Most noble Lords have singled out our magnificent health and care workers for their exemplary work during the crisis. The Motion also allows us to recognise the contribution and generosity that we have seen from businesses and the wider private sector during this crisis. The noble Lord, Lord Dobbs, called it a roll-call of honour, and I think he is right. This has included the crucial role played by corner shops; special opening hours and discounts for key workers in many retail stores; companies deciding to build ventilators to increase capacity; and, as the noble Lord, Lord Bilimoria, reminded us, companies ignoring commercial rivalries to develop services and medicines to assist those afflicted by the virus and in pursuit of a vaccine. We have just heard about the role of the CMA in that.

On the whole, businesses have stepped up when we needed them. Indeed, they could have done much more if their offer of help had not been ignored when it was made, as the noble Lord, Lord Hunt, reminded us. We thank them for their continued efforts. There really is no limit to what can be achieved if we all pull together.

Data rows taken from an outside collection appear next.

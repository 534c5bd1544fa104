/// Side panel UI for Side Stash
use crate::chrome::{self, ChromeLocalArea};
use crate::clipboard::copy_text;
use crate::config::{STATUS_CLEAR_MS, STORAGE_KEY};
use crate::i18n::{t, t_with};
use crate::item::TypeFilter;
use crate::panel::{PanelAction, PanelState};
use crate::render::project_rows;
use crate::store::{ItemStore, parse_stored};
use crate::ui::confirm_modal::ConfirmModal;
use crate::ui::item_card::ItemList;
use crate::ui::toolbar::Toolbar;
use patternfly_yew::prelude::*;
use wasm_bindgen::JsCast;
use wasm_bindgen::prelude::*;
use wasm_bindgen_futures::spawn_local;
use yew::prelude::*;

type Dispatcher = UseReducerDispatcher<PanelState>;

#[function_component(SidePanel)]
pub fn side_panel() -> Html {
    let state = use_reducer(PanelState::default);

    // Initial load, then follow every write to the stored list
    {
        let dispatcher = state.dispatcher();
        use_effect_with((), move |_| {
            let load = dispatcher.clone();
            spawn_local(async move {
                let store = ItemStore::new(ChromeLocalArea);
                let items = match store.load_all().await {
                    Ok(list) => list.items,
                    Err(e) => {
                        log::error!("Failed to load items: {}", e);
                        Vec::new()
                    }
                };
                load.dispatch(PanelAction::Snapshot(items));
            });

            let on_change = Closure::<dyn Fn(JsValue)>::new(move |value: JsValue| {
                let list = chrome::from_js(value).map(parse_stored).unwrap_or_default();
                dispatcher.dispatch(PanelAction::Snapshot(list.items));
            });
            chrome::watch_storage(STORAGE_KEY, &on_change);
            on_change.forget();
            || ()
        });
    }

    let dispatch = |make: fn() -> PanelAction| {
        let dispatcher = state.dispatcher();
        Callback::from(move |_: ()| dispatcher.dispatch(make()))
    };

    let on_filter = {
        let dispatcher = state.dispatcher();
        Callback::from(move |filter: TypeFilter| dispatcher.dispatch(PanelAction::SetFilter(filter)))
    };
    let on_query = {
        let dispatcher = state.dispatcher();
        Callback::from(move |text: String| dispatcher.dispatch(PanelAction::SetQuery(text)))
    };
    let on_toggle_select = {
        let dispatcher = state.dispatcher();
        Callback::from(move |id: String| dispatcher.dispatch(PanelAction::ToggleSelect(id)))
    };
    let on_delete_item = {
        let dispatcher = state.dispatcher();
        Callback::from(move |id: String| dispatcher.dispatch(PanelAction::RequestDelete(id)))
    };

    let on_copy_item = {
        let state = state.clone();
        Callback::from(move |id: String| match state.item_copy_text(&id) {
            Some(text) => copy_and_report(state.dispatcher(), text, t("copySingleSuccess", "Copied.")),
            None => announce(&state.dispatcher(), t("copyFailed", "Copy failed.")),
        })
    };

    let on_copy_selected = {
        let state = state.clone();
        Callback::from(move |_: ()| copy_many(state.dispatcher(), state.selected_copy_text()))
    };
    let on_copy_filtered = {
        let state = state.clone();
        Callback::from(move |_: ()| copy_many(state.dispatcher(), state.filtered_copy_text()))
    };

    let on_confirm = {
        let state = state.clone();
        Callback::from(move |_: ()| {
            let dispatcher = state.dispatcher();
            let Some(targets) = state.delete_targets() else {
                dispatcher.dispatch(PanelAction::CancelDelete);
                return;
            };
            spawn_local(async move {
                let store = ItemStore::new(ChromeLocalArea);
                match store.remove_ids(&targets).await {
                    Ok(removed) => log::debug!("Deleted {} items", removed),
                    Err(e) => log::error!("Failed to delete items: {}", e),
                }
                dispatcher.dispatch(PanelAction::DeleteCommitted);
            });
        })
    };

    let filtered = state.filtered();
    let rows = project_rows(&filtered, &state.selected, chrono::Utc::now());

    html! {
        <div class="panel">
            <header class="panel-header">
                <div>
                    <h1 class="panel-title">{t("panelTitle", "Side Stash")}</h1>
                    <p class="panel-subtitle">{t("panelSubtitle", "Quickly stash text and links")}</p>
                </div>
                <span class="count">
                    {rows.len()}{" "}{t("countLabel", "items")}
                </span>
            </header>

            <Toolbar
                filter={state.filter}
                query={state.query_input.clone()}
                select_all={state.select_all_state()}
                selected_count={state.selected.len()}
                on_filter={on_filter}
                on_query={on_query}
                on_clear_query={dispatch(|| PanelAction::ClearQuery)}
                on_select_all={dispatch(|| PanelAction::SelectAllToggle)}
                on_copy_selected={on_copy_selected}
                on_copy_filtered={on_copy_filtered}
                on_delete_selected={dispatch(|| PanelAction::RequestBulkDelete)}
            />

            if let Some(status) = &state.status {
                <p class="copy-status" role="status">{status}</p>
            }

            if !state.loaded {
                <div class="loading-text-center">
                    <Spinner />
                </div>
            } else if rows.is_empty() {
                <div class="empty">
                    <p class="empty-title">{t("emptyTitle", "Nothing saved yet")}</p>
                    <p class="empty-hint">{t("emptyHint", "Right-click on a page to save text or links.")}</p>
                </div>
            } else {
                <ItemList
                    rows={rows}
                    on_toggle_select={on_toggle_select}
                    on_copy={on_copy_item}
                    on_delete={on_delete_item}
                />
            }

            if let Some(pending) = &state.pending_delete {
                <ConfirmModal
                    pending={pending.clone()}
                    on_confirm={on_confirm}
                    on_cancel={dispatch(|| PanelAction::CancelDelete)}
                />
            }
        </div>
    }
}

// Helper functions

/// Show a status line that clears itself unless replaced meanwhile
fn announce(dispatcher: &Dispatcher, message: String) {
    dispatcher.dispatch(PanelAction::ShowStatus(message.clone()));

    let dispatcher = dispatcher.clone();
    let clear = Closure::once_into_js(move || dispatcher.dispatch(PanelAction::ClearStatus(message)));
    if let Some(window) = web_sys::window() {
        let _ = window.set_timeout_with_callback_and_timeout_and_arguments_0(clear.unchecked_ref(), STATUS_CLEAR_MS);
    }
}

fn copy_and_report(dispatcher: Dispatcher, text: String, success: String) {
    spawn_local(async move {
        let message = if copy_text(&text).await {
            success
        } else {
            t("copyFailed", "Copy failed.")
        };
        announce(&dispatcher, message);
    });
}

fn copy_many(dispatcher: Dispatcher, copy: Option<(String, usize)>) {
    match copy {
        Some((text, count)) => {
            let success = t_with("copySuccess", "Copied $1 items.", &[count.to_string()]);
            copy_and_report(dispatcher, text, success);
        }
        None => announce(&dispatcher, t("copyEmpty", "No items to copy.")),
    }
}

As many noble Lords have pointed out, what the Government have asked from business and the wider private sector during the pandemic is unprecedented in peacetime, and they have complied. However, because of these measures, thousands of businesses face an existential threat and possible closure, with all that that means for millions of workers. This supply shock could have been disastrous in an economy that was already showing strains earlier this year, but it is a credit to the Government that they have provided a range of support measures, including the job retention scheme, various business loans and the self-employment scheme, which has worked very well. Combined with the forthcoming changes to the insolvency laws, which we support, these measures will ensure liquidity, prevent unnecessary bankruptcies and hold jobs open for millions of workers until it is safe for businesses to reopen. In this context, I agree with the noble Lord¸ Lord Fox, that the Health and Safety Executive has been given a major responsibility, and it needs to be supported now and in future.

I hope the Minister will accept that some of the measures have been improved by scrutiny here and in the other place. There are still issues to be resolved, such as schemes for SMEs that are looking to access loans with a 100% guarantee above £50,000. As several noble Lords have pointed out, additional support may need to be provided for companies operating in the tourism, hospitality and cultural industries, particularly where taking on more debt is not a viable option. What plans are the Government considering for these sectors?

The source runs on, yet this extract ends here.